I would start with an understanding of elementary Measure Theory. It is described on Page 30 of Paul Halmos's book "Measure Theory" ( Springer-Verlag, New York, 1974). As it is a graduate text in mathematics, Halmos's book might seem intimidating. However, the content of Page 30 requires understanding only of some elementary concepts from set theory and modern algebra that are developed on Pages 1-29.

Probability is an example of a measure. You need to understand that its value on a set that is called the "sample space" is 1. The sample space is the set of all possible outcomes of an event. For example, in a coin flip, it is the set {heads, tails.} In studies of the reliability of tests, it is often the set {false positive, true positive, false negative, true negative}.

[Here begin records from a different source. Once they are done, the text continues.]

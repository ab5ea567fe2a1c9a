//! 行バッファ
//!
//! 行の順序付き列と現在行カーソルを管理する。
//! 外部とのやり取りは1始まりの行番号、内部は0始まりの `Vec` で保持する。
//! 現在行は常に `0 <= current_line <= size` を満たし、0 はバッファが空のときのみ。

use crate::error::{buffer::Result, BufferError};

/// 1始まり・両端を含む行範囲
///
/// 挿入が0行だった場合は `start == end + 1` の空範囲になる
#[derive(Debug, Clone, Copy, PartialEq, Eq)]
pub struct LineRange {
    pub start: usize,
    pub end: usize,
}

impl LineRange {
    pub fn new(start: usize, end: usize) -> Self {
        Self { start, end }
    }

    /// 単一行の範囲
    pub fn single(line: usize) -> Self {
        Self::new(line, line)
    }

    /// 範囲に含まれる行数
    pub fn len(&self) -> usize {
        (self.end + 1).saturating_sub(self.start)
    }

    pub fn is_empty(&self) -> bool {
        self.len() == 0
    }
}

/// 削除された行と元の開始位置
#[derive(Debug, Clone, PartialEq, Eq)]
pub struct DeletedLines {
    pub start: usize,
    pub lines: Vec<String>,
}

/// バッファ全体のスナップショット
#[derive(Debug, Clone, Default, PartialEq, Eq)]
pub struct Snapshot {
    pub lines: Vec<String>,
    pub current_line: usize,
}

/// 行バッファ本体
#[derive(Debug, Clone, Default, PartialEq, Eq)]
pub struct LineBuffer {
    lines: Vec<String>,
    current_line: usize,
}

impl LineBuffer {
    /// 空のバッファを作成
    pub fn new() -> Self {
        Self::default()
    }

    /// 行の列からバッファを作成（現在行は最終行）
    pub fn from_lines<I, S>(lines: I) -> Self
    where
        I: IntoIterator<Item = S>,
        S: Into<String>,
    {
        let lines: Vec<String> = lines.into_iter().map(Into::into).collect();
        let current_line = lines.len();
        Self { lines, current_line }
    }

    /// 行数
    pub fn size(&self) -> usize {
        self.lines.len()
    }

    pub fn is_empty(&self) -> bool {
        self.lines.is_empty()
    }

    /// `$` が指す行番号（空なら0）
    pub fn last_line_number(&self) -> usize {
        self.lines.len()
    }

    /// 現在行番号（空なら0）
    pub fn current_line_number(&self) -> usize {
        self.current_line
    }

    /// 全行
    pub fn lines(&self) -> &[String] {
        &self.lines
    }

    /// 1始まりの行番号で行を取得
    pub fn line(&self, number: usize) -> Option<&str> {
        number
            .checked_sub(1)
            .and_then(|idx| self.lines.get(idx))
            .map(String::as_str)
    }

    /// 範囲内の行を取得
    ///
    /// 空バッファに対する `(0, 0)` は空スライスを返す
    pub fn lines_in_range(&self, start: usize, end: usize) -> Result<&[String]> {
        if self.lines.is_empty() && start == 0 && end == 0 {
            return Ok(&[]);
        }
        self.check_range(start, end)?;
        Ok(&self.lines[start - 1..end])
    }

    /// `position` の直後に行を挿入し、挿入後に占有している範囲を返す
    ///
    /// `position == 0` は先頭への挿入
    pub fn insert_at(&mut self, position: usize, lines: Vec<String>) -> Result<LineRange> {
        if position > self.size() {
            return Err(self.range_error(position, position));
        }

        let count = lines.len();
        self.lines.splice(position..position, lines);
        if count > 0 {
            self.current_line = position + count;
        }

        Ok(LineRange::new(position + 1, position + count))
    }

    /// `[start, end]` を削除し、削除した内容を返す
    pub fn delete_range(&mut self, start: usize, end: usize) -> Result<DeletedLines> {
        self.check_range(start, end)?;

        let removed: Vec<String> = self.lines.drain(start - 1..end).collect();
        self.current_line = if self.lines.is_empty() {
            0
        } else {
            (start - 1).clamp(1, self.size())
        };

        Ok(DeletedLines {
            start,
            lines: removed,
        })
    }

    /// 現在行を移動し、移動前の現在行を返す
    pub fn goto_line(&mut self, number: usize) -> Result<usize> {
        if number < 1 || number > self.size() {
            return Err(self.range_error(number, number));
        }
        Ok(std::mem::replace(&mut self.current_line, number))
    }

    /// 内容を丸ごと置き換え、置き換え前のスナップショットを返す
    pub fn replace_all(&mut self, lines: Vec<String>) -> Snapshot {
        let previous = Snapshot {
            lines: std::mem::replace(&mut self.lines, lines),
            current_line: self.current_line,
        };
        self.current_line = self.lines.len();
        previous
    }

    /// 現在の内容のスナップショット
    pub fn snapshot(&self) -> Snapshot {
        Snapshot {
            lines: self.lines.clone(),
            current_line: self.current_line,
        }
    }

    /// スナップショットから復元
    pub fn restore(&mut self, snapshot: Snapshot) {
        self.lines = snapshot.lines;
        self.current_line = snapshot.current_line.min(self.lines.len());
    }

    /// 取り消し処理用：現在行を直接設定（範囲外は末尾に丸める）
    pub(crate) fn set_current_line(&mut self, number: usize) {
        self.current_line = number.min(self.lines.len());
    }

    fn check_range(&self, start: usize, end: usize) -> Result<()> {
        if start < 1 || start > end || end > self.size() {
            return Err(self.range_error(start, end));
        }
        Ok(())
    }

    fn range_error(&self, start: usize, end: usize) -> BufferError {
        BufferError::Range {
            start,
            end,
            size: self.size(),
        }
    }
}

This then leads into the topic of classical statistics. In the empirical world, there are physical objects, called "sampling units," each of which has a count of 1. This count of 1 is the physical counterpart of the value of 1 for the probability of the sample space. In a coin flip, the sampling unit is the coin. For the "detect and measure" test of NDT, this question often lacks a satisfactory answer. Lazar Mayants book "The Enigma of Probability and Physics" might help you better understand the connection between probability theory and the empirical world.

People working in NDT have undermined their field by assuming that probability theory applies in situations in which the count of each sampling unit is not 1. In this situation, the axiom that says the probability of the sample space is 1 is empirically invalidated. To understand how this can happen, in general, I would read Christensen and Reichert's paper "Unit Measure Violations in Pattern Recognition: Ambiguity and Irrelevancy," in the journal Pattern Recognition, Oct. 1976. The phrase "Unit Measure" references the axiom of probability theory that says probability's value on a sample space is 1. This axiom, Unit Measure, is what is violated by NDT. To understand how Unit Measure violations arise in NDT, read Oldberg and Christensen's paper "Erratic Measure" at http://www.ndt.net/article/v04n05/oldberg/oldberg.htm ; so far as I know, it is the only, published work on this topic.

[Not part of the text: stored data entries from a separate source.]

//! 行ソース
//!
//! バッファへ一括読み込みする行を供給する。コアはファイルハンドルを持たず、行の列だけを受け取る

use crate::error::{source::Result, SourceError};
use std::io::ErrorKind;
use std::path::{Path, PathBuf};

/// 行を供給するもの
pub trait LineSource {
    /// すべての行を読み込む（各要素は改行を含まない1論理行）
    fn read_lines(&mut self) -> Result<Vec<String>>;

    /// ログ・診断用の説明
    fn describe(&self) -> String;
}

/// メモリ上の行ソース
#[derive(Debug, Clone, Default)]
pub struct VecLineSource {
    lines: Vec<String>,
}

impl VecLineSource {
    pub fn new<I, S>(lines: I) -> Self
    where
        I: IntoIterator<Item = S>,
        S: Into<String>,
    {
        Self {
            lines: lines.into_iter().map(Into::into).collect(),
        }
    }
}

impl LineSource for VecLineSource {
    fn read_lines(&mut self) -> Result<Vec<String>> {
        Ok(self.lines.clone())
    }

    fn describe(&self) -> String {
        format!("<{} in-memory lines>", self.lines.len())
    }
}

/// ファイルからの行ソース
#[derive(Debug, Clone)]
pub struct FileLineSource {
    path: PathBuf,
}

impl FileLineSource {
    pub fn new<P: Into<PathBuf>>(path: P) -> Self {
        Self { path: path.into() }
    }

    pub fn path(&self) -> &Path {
        &self.path
    }

    fn path_string(&self) -> String {
        self.path.display().to_string()
    }
}

impl LineSource for FileLineSource {
    fn read_lines(&mut self) -> Result<Vec<String>> {
        if self.path.is_dir() {
            return Err(SourceError::InvalidPath {
                path: format!("Not a regular file: {}", self.path.display()),
            });
        }

        let content = std::fs::read_to_string(&self.path).map_err(|e| match e.kind() {
            ErrorKind::NotFound => SourceError::NotFound {
                path: self.path_string(),
            },
            ErrorKind::PermissionDenied => SourceError::PermissionDenied {
                path: self.path_string(),
            },
            ErrorKind::InvalidData => SourceError::Io {
                message: format!("{} is not valid UTF-8", self.path.display()),
            },
            _ => SourceError::from(e),
        })?;

        let lines = split_lines(&content);
        log::debug!("read {} lines from {}", lines.len(), self.path.display());
        Ok(lines)
    }

    fn describe(&self) -> String {
        self.path_string()
    }
}

/// テキストを論理行に分割
///
/// BOM を除去し、CRLF / CR を LF とみなす。末尾の改行は空行を生まない
pub fn split_lines(content: &str) -> Vec<String> {
    let content = content.strip_prefix('\u{feff}').unwrap_or(content);

    if content.contains('\r') {
        log::warn!("Non-LF line endings detected, will be normalized");
    }
    for (pos, ch) in content.char_indices() {
        if ch.is_control() && ch != '\t' && ch != '\n' && ch != '\r' {
            log::warn!("Control character found at position {}: {:?}", pos, ch);
        }
    }

    let normalized = content.replace("\r\n", "\n").replace('\r', "\n");
    normalized.lines().map(str::to_string).collect()
}

#[cfg(test)]
mod tests {
    use super::*;
    use tempfile::TempDir;

    #[test]
    fn test_split_handles_line_endings() {
        assert_eq!(split_lines("a\nb\n"), vec!["a", "b"]);
        assert_eq!(split_lines("a\r\nb"), vec!["a", "b"]);
        assert_eq!(split_lines("a\rb\r"), vec!["a", "b"]);
        assert_eq!(split_lines("\u{feff}first\n\nthird"), vec!["first", "", "third"]);
        assert!(split_lines("").is_empty());
    }

    #[test]
    fn test_reads_file_lines() {
        let dir = TempDir::new().unwrap();
        let path = dir.path().join("notes.txt");
        std::fs::write(&path, "one\ntwo\n").unwrap();

        let mut source = FileLineSource::new(&path);
        assert_eq!(source.read_lines().unwrap(), vec!["one", "two"]);
        assert_eq!(source.describe(), path.display().to_string());
    }

    #[test]
    fn test_missing_file_is_not_found() {
        let dir = TempDir::new().unwrap();
        let path = dir.path().join("missing.txt");

        let mut source = FileLineSource::new(&path);
        assert_eq!(
            source.read_lines(),
            Err(SourceError::NotFound {
                path: path.display().to_string()
            })
        );
    }

    #[test]
    fn test_directory_is_invalid_path() {
        let dir = TempDir::new().unwrap();
        let mut source = FileLineSource::new(dir.path());
        assert!(matches!(source.read_lines(), Err(SourceError::InvalidPath { .. })));
    }

    #[test]
    fn test_vec_source_can_be_read_twice() {
        let mut source = VecLineSource::new(["l1", "l2"]);
        assert_eq!(source.read_lines().unwrap(), vec!["l1", "l2"]);
        assert_eq!(source.read_lines().unwrap(), vec!["l1", "l2"]);
    }
}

In the period since "Erratic Measure" was published, I've learned that people ( including at least one university professor with a PhD in physics) generally need a more tutorial approach that is available in the published form of the paper. If you need a tutorial, I'd be happy to send you a cost proposal for providing same.

By the way, as your main interest is inspection of girth welds, I should mention that the ASME Section XI Committee has done something interesting on inspection of girth welds in the austenitic piping of nuclear plants. The Section XI Code specifies that, in trials of the inspection techniques, the weld shall be divided into "grading units" and that the purpose of the inspector shall be to assign a value to a property of each grading unit. "Grading unit" is the ASME's term for sampling unit.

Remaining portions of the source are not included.